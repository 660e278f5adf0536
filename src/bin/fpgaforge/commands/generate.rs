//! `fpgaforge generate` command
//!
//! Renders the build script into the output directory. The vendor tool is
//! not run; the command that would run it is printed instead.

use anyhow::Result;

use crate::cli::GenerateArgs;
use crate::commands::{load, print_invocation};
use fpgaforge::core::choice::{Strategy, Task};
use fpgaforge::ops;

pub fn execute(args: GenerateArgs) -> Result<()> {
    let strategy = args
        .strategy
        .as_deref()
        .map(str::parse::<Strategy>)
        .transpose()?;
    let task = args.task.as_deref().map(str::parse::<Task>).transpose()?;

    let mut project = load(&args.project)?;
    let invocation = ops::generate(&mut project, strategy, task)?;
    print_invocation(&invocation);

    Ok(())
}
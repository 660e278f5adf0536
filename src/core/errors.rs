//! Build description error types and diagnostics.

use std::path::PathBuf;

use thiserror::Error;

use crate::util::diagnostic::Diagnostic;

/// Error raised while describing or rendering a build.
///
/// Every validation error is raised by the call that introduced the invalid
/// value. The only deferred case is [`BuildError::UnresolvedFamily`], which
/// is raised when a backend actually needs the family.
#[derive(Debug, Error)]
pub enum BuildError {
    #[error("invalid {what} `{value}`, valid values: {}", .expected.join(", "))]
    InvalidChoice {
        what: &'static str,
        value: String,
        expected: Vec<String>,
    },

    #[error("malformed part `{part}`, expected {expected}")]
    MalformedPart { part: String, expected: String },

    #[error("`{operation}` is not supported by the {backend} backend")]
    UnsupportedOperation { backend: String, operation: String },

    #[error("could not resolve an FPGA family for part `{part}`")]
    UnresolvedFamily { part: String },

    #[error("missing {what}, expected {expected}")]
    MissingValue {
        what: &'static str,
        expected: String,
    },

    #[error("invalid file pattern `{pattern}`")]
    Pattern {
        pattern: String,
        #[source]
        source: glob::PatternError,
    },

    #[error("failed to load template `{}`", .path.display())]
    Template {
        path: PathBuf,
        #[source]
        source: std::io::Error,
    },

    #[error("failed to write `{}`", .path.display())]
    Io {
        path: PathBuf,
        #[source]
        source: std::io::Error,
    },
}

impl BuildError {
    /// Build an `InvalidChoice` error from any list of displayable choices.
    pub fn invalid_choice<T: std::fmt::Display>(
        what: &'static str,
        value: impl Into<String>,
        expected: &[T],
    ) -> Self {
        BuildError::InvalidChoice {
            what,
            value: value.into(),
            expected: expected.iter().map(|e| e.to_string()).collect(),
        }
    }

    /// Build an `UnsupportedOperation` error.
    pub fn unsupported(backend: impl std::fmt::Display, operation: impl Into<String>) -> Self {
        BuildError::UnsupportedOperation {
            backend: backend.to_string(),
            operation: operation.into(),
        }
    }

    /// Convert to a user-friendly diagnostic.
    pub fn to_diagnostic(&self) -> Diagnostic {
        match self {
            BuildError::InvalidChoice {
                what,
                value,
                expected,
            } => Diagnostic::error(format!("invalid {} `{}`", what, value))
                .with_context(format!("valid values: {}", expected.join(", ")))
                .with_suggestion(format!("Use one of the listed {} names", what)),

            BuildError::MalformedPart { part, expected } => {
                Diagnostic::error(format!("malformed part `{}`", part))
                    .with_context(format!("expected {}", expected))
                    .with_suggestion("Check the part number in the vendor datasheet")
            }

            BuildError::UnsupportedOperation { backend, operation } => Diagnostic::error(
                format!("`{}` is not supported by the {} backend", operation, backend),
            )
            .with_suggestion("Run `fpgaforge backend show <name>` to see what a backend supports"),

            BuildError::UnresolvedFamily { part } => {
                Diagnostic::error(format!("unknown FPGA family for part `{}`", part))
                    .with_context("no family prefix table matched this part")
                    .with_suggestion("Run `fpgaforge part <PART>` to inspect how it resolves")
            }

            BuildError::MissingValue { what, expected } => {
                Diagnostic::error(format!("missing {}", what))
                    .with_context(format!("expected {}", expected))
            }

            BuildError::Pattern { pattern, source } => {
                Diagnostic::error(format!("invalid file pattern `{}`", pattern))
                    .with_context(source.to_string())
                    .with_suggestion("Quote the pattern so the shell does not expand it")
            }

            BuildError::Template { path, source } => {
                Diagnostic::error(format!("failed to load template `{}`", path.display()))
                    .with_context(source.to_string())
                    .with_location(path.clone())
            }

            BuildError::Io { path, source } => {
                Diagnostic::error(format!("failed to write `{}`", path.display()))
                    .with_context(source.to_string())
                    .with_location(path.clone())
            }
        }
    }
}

==

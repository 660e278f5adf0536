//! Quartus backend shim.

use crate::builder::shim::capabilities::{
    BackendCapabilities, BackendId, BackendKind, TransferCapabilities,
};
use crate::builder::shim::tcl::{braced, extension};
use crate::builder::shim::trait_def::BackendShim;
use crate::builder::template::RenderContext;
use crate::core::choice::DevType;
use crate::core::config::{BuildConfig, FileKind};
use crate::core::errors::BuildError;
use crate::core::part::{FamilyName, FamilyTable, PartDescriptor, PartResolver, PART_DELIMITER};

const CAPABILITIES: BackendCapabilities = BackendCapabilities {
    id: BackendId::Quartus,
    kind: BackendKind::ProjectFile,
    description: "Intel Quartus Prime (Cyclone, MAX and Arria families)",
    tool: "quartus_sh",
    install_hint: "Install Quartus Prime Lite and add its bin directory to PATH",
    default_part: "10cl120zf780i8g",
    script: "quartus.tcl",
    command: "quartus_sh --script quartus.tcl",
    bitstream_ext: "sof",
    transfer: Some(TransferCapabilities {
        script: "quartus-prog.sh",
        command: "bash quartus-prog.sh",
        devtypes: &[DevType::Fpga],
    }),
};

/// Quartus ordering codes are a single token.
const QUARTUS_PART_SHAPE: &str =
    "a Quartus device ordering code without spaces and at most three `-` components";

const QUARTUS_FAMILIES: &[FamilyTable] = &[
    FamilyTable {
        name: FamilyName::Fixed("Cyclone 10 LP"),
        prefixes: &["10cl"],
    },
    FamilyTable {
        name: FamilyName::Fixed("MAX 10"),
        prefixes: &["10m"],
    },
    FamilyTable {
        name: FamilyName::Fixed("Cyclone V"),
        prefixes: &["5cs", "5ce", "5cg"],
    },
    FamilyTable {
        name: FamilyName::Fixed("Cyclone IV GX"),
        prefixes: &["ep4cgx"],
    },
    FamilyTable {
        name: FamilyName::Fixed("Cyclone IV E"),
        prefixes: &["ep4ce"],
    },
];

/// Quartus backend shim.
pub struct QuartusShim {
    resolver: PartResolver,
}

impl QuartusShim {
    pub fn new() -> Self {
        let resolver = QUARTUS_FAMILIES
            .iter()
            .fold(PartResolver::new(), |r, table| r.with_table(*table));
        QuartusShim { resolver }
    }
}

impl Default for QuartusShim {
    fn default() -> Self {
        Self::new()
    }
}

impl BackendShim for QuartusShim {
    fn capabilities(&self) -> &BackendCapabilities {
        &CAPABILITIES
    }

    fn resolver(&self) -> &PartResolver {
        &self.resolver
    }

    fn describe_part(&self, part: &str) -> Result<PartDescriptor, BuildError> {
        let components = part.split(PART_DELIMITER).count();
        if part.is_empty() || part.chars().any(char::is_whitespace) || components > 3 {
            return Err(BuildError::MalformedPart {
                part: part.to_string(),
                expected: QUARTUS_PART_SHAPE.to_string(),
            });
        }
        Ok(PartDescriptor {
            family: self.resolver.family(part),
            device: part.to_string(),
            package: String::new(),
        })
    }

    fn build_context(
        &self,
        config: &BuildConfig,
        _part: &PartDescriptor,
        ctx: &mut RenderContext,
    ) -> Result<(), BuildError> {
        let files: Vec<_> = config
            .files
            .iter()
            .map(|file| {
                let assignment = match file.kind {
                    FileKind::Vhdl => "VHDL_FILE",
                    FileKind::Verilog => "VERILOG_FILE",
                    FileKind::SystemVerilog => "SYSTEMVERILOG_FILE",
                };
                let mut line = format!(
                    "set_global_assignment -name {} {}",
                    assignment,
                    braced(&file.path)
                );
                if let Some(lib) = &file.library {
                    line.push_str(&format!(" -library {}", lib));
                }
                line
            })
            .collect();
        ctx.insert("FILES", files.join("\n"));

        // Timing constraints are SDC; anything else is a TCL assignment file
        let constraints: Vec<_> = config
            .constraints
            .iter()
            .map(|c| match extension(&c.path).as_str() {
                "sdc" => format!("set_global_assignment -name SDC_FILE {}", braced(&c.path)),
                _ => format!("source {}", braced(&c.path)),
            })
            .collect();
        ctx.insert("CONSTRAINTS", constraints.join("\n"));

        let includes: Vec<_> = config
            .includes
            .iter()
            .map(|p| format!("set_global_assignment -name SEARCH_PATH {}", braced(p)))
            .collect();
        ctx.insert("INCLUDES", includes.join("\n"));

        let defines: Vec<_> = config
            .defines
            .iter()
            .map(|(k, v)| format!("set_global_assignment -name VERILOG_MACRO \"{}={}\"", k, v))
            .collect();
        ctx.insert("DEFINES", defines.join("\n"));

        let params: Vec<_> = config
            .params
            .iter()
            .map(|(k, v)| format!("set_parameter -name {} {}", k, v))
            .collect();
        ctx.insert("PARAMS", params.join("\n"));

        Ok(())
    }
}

...

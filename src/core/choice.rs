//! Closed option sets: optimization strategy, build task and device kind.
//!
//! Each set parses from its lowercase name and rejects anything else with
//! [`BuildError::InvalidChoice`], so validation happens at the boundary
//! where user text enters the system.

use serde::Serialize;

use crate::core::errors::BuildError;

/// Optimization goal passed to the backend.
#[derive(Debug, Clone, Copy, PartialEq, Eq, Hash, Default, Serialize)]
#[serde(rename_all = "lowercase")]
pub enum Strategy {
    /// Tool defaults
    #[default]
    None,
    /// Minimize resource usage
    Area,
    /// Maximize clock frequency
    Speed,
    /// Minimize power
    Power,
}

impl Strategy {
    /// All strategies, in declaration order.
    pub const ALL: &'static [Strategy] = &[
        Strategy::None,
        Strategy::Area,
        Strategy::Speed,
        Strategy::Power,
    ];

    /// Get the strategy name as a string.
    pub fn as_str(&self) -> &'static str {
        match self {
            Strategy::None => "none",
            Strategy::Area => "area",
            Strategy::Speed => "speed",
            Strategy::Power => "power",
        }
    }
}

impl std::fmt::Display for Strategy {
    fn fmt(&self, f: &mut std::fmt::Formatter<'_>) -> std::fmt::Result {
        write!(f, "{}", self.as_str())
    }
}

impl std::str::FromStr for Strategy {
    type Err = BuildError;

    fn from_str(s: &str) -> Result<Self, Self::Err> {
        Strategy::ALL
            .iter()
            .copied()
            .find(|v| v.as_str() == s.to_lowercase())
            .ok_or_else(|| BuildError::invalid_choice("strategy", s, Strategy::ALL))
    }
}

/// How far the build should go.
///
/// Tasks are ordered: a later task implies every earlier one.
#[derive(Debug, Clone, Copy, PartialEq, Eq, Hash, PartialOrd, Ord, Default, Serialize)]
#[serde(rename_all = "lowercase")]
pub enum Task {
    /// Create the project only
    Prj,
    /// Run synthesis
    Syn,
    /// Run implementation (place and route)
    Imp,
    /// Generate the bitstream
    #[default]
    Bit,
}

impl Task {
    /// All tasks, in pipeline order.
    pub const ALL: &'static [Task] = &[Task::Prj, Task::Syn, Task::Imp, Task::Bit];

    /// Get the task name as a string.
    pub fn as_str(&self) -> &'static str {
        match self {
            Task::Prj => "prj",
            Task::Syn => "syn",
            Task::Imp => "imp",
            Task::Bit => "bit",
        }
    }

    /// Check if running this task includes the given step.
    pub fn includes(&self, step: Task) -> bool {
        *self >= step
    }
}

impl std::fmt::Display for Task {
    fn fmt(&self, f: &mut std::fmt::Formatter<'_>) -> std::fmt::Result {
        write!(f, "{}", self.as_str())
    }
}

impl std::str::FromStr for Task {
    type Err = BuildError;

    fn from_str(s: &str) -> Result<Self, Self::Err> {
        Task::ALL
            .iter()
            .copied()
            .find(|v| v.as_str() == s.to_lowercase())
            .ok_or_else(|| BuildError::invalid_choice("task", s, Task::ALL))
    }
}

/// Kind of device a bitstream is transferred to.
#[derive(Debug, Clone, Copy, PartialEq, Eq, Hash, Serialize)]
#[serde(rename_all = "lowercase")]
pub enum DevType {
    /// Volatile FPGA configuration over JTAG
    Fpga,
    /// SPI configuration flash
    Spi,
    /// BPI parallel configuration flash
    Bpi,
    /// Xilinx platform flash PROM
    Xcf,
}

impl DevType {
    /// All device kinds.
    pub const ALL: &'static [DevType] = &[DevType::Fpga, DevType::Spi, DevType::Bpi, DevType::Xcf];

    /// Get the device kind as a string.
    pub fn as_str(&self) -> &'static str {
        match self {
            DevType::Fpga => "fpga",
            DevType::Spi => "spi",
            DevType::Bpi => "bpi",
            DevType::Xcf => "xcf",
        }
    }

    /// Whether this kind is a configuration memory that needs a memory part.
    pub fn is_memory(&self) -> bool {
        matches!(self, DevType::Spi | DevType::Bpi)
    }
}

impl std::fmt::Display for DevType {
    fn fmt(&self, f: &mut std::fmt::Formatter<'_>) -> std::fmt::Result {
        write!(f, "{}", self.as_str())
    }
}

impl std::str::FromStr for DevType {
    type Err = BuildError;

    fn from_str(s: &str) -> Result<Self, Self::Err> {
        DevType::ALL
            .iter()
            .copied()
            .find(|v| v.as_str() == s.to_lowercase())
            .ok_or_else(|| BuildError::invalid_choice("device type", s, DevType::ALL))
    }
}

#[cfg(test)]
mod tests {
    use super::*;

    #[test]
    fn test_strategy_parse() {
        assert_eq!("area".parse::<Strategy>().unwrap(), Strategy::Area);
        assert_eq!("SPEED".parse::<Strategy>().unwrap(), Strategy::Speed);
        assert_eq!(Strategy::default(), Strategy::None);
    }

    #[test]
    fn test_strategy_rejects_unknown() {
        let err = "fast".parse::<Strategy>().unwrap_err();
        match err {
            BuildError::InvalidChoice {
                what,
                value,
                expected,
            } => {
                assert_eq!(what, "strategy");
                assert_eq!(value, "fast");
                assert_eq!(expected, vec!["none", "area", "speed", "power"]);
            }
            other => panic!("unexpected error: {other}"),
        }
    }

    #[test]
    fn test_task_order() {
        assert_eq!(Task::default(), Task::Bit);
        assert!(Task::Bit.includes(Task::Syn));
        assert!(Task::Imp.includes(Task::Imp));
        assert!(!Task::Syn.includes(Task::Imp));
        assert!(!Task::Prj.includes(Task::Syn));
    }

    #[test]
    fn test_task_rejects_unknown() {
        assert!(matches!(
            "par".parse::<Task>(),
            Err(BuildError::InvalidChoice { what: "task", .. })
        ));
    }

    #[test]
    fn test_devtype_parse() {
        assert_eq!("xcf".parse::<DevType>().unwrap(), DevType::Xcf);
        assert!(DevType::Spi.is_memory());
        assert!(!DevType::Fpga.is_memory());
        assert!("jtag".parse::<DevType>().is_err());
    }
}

**What you need to do**
Wherever the word "BuildConfig" appears in the records above, copy that line.

**Your response**
use crate::core::config::{BuildConfig, FileKind};
        config: &BuildConfig,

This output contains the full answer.